Placing sequences on the Silva tree

442 views
Skip to first unread message

sinclair

unread,
Oct 30, 2012, 12:33:16 PM10/30/12
to pplace...@googlegroups.com
Hello,

pplacer seems like a convenient and fast software package for placing new SSU or LSU sequences on a tree. I would like to use it to place sequences on the latest issue of the Silva tree. (http://www.arb-silva.de/no_cache/download/archive/current/ARB_files/). They provide ARB files. It is not too difficult to produce a newick tree and a fasta alignment from these files. I understand reading http://fhcrc.github.com/taxtastic/quickstart.html that that is what you need to create a reference package. However one piece of information is missing. That is "tree_stats.txt". How would one go about getting that from an ARB file ? And do you think what I am trying to achieve is a good use for your software ?

Erick Matsen

unread,
Oct 30, 2012, 8:08:54 PM10/30/12
to pplace...@googlegroups.com
Hello there Lucas--


Thank you for your interest in pplacer.

The statistics file is something that you get from building a ML
phylogenetic tree.

However, I do not think that this is a good use of pplacer, or of
phylogenetics as it is currently practised. The primary reason has to
do with the very large percentage of gaps in the SILVA alignment. Have
you looked at it? Because of this, the phylogenetic structure of the
tree (and the locations of the placements) are determined by the
pattern of gaps in the alignment, which were determined by the
alignment heuristic.

I can also say that pplacer's likelihood placements will use a lot of
memory, and not be very fast, for a tree of that size.

Let me know if that doesn't make sense.


Erick
--
Frederick "Erick" Matsen, Assistant Member
Fred Hutchinson Cancer Research Center
http://matsen.fhcrc.org/

Morgan Langille

unread,
Oct 30, 2012, 8:30:21 PM10/30/12
to pplace...@googlegroups.com
Hi Erick,

I am curious about this application of pplacer as well. I don't know
Silva very well, but I have used pplacer for assigning 16S reads to
the Greengenes tree. In that case, I had to re-make the tree using
raxml or fasttree so I could get the stats file. I am a bit surprised
you don't think it is a good application of pplacer.

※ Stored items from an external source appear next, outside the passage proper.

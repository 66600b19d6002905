//! Telemetry initialization and configuration

use crate::span_exporter::{TraceCollector, TraceLayer};
use std::sync::Once;
use tracing::Subscriber;
use tracing_subscriber::registry::LookupSpan;
use tracing_subscriber::{EnvFilter, Layer, layer::SubscriberExt, util::SubscriberInitExt};

static INIT: Once = Once::new();

pub type TelemetryResult = Result<(), Box<dyn std::error::Error + Send + Sync>>;

fn env_filter() -> Result<EnvFilter, Box<dyn std::error::Error + Send + Sync>> {
    match EnvFilter::try_from_default_env() {
        Ok(filter) => Ok(filter),
        Err(_) => Ok(EnvFilter::try_new("info")?),
    }
}

/// Console output, filtered by `filter`
///
/// The filter sits on this layer alone so agentic spans still reach the
/// trace collector when `RUST_LOG` is quieter than `info`.
fn console_layer<S>(filter: EnvFilter) -> impl Layer<S>
where
    S: Subscriber + for<'a> LookupSpan<'a>,
{
    tracing_subscriber::fmt::layer()
        .with_target(true)
        .with_thread_ids(true)
        .with_line_number(true)
        .with_filter(filter)
}

/// Initialize console logging
///
/// Honors `RUST_LOG`, defaulting to `info`. Only the first call in a process
/// installs a subscriber.
///
/// # Example
/// ```
/// use trip_telemetry::init_telemetry;
/// init_telemetry("travel-booking").expect("Failed to initialize telemetry");
/// ```
pub fn init_telemetry(service_name: &str) -> TelemetryResult {
    init_inner(service_name, None)
}

/// Initialize console logging and capture agentic spans into `collector`
pub fn init_with_collector(service_name: &str, collector: TraceCollector) -> TelemetryResult {
    init_inner(service_name, Some(collector))
}

fn init_inner(service_name: &str, collector: Option<TraceCollector>) -> TelemetryResult {
    let mut result = Ok(());
    INIT.call_once(|| {
        result = env_filter().and_then(|filter| {
            tracing_subscriber::registry()
                .with(console_layer(filter))
                .with(collector.map(TraceLayer::new))
                .try_init()?;
            Ok(())
        });

        tracing::info!(service.name = service_name, "Telemetry initialized");
    });
    result
}

/// Initialize telemetry with OpenTelemetry OTLP export
///
/// Spans are exported to the collector at `endpoint` over gRPC. When a
/// `collector` is supplied, agentic spans are also captured locally.
///
/// # Example
/// ```no_run
/// use trip_telemetry::init_with_otlp;
/// # #[tokio::main]
/// # async fn main() {
/// init_with_otlp("travel-booking", "http://localhost:4317", None)
///     .expect("Failed to initialize telemetry");
/// # }
/// ```
pub fn init_with_otlp(
    service_name: &str,
    endpoint: &str,
    collector: Option<TraceCollector>,
) -> TelemetryResult {
    use opentelemetry_otlp::WithExportConfig;
    use tracing_opentelemetry::OpenTelemetryLayer;

    let mut result = Ok(());
    INIT.call_once(|| {
        result = (|| -> TelemetryResult {
            let tracer = opentelemetry_otlp::new_pipeline()
                .tracing()
                .with_exporter(opentelemetry_otlp::new_exporter().tonic().with_endpoint(endpoint))
                .with_trace_config(opentelemetry_sdk::trace::config().with_resource(
                    opentelemetry_sdk::Resource::new(vec![opentelemetry::KeyValue::new(
                        "service.name",
                        service_name.to_string(),
                    )]),
                ))
                .install_batch(opentelemetry_sdk::runtime::Tokio)?;

            tracing_subscriber::registry()
                .with(console_layer(env_filter()?))
                .with(OpenTelemetryLayer::new(tracer).with_filter(env_filter()?))
                .with(collector.map(TraceLayer::new))
                .try_init()?;
            Ok(())
        })();

        tracing::info!(
            service.name = service_name,
            otlp.endpoint = endpoint,
            "Telemetry initialized with OpenTelemetry"
        );
    });
    result
}

/// Flush pending spans to the OTLP collector
pub fn shutdown_telemetry() {
    opentelemetry::global::shutdown_tracer_provider();
}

The alignment is
gappy, but this is usually all taken out before tree building by using
the lane mask.

Also, a recent paper that uses pplacer to assign reads into the
greengenes tree was just recently published:
http://www.ploscompbiol.org/article/info%3Adoi%2F10.1371%2Fjournal.pcbi.1002743

Of course if there is some important distinction between Silva and
GreenGenes then excuse my ignorance.

Sincerely,

Morgan Langille
--
Morgan Langille
http://morganlangille.com

Erick Matsen

unread,
Oct 30, 2012, 9:13:35 PM10/30/12
to pplace...@googlegroups.com
Hello Morgan--


Thanks for your email-- I'm glad to be having this discussion.

It all depends on what is going to happen downstream with the
placements. For example, I don't think that using a comprehensive
database like GG or SILVA is going to give good results for
high-resolution taxonomic classification. However, for Steve K's
application I think that uncertainty in placement is pretty
acceptable, given that the main source of error (in my mind) is the
model used for 16S copy number change in the tree.

I may be remembering wrong, but I think the last time I looked at
SILVA it was 90% gaps. Even if a lane mask is applied, it still means
that the location of the informative positions is determined by the
alignment algorithm, which as I described can then have a very strong
impact on the eventual placement.

What do you think? Have you chatted about this with Rob?


Erick

Conor Meehan

unread,
Oct 30, 2012, 9:20:22 PM10/30/12
to pplace...@googlegroups.com

Hi Eric,

I've used the green genes alignment with some additions and with application a lane mask for placements with pplacer and it does quite well so far. I feel that these alignments would be the main ones people would want to use for reference packages so ensuring it's clear what can and cannot be used with pplacer with would be paramount.

Conor

Morgan Langille

unread,
Oct 30, 2012, 9:52:31 PM10/30/12
to pplace...@googlegroups.com
Well, I don't think anything right now is great at high-resolution
taxonomic classification, so I think pplacer would do just as good (or
better) as something like RDP. No one in our group has done a through
investigation of how well pplacer is working using GG, but from a few
test cases it certainly seems better than something like RDP.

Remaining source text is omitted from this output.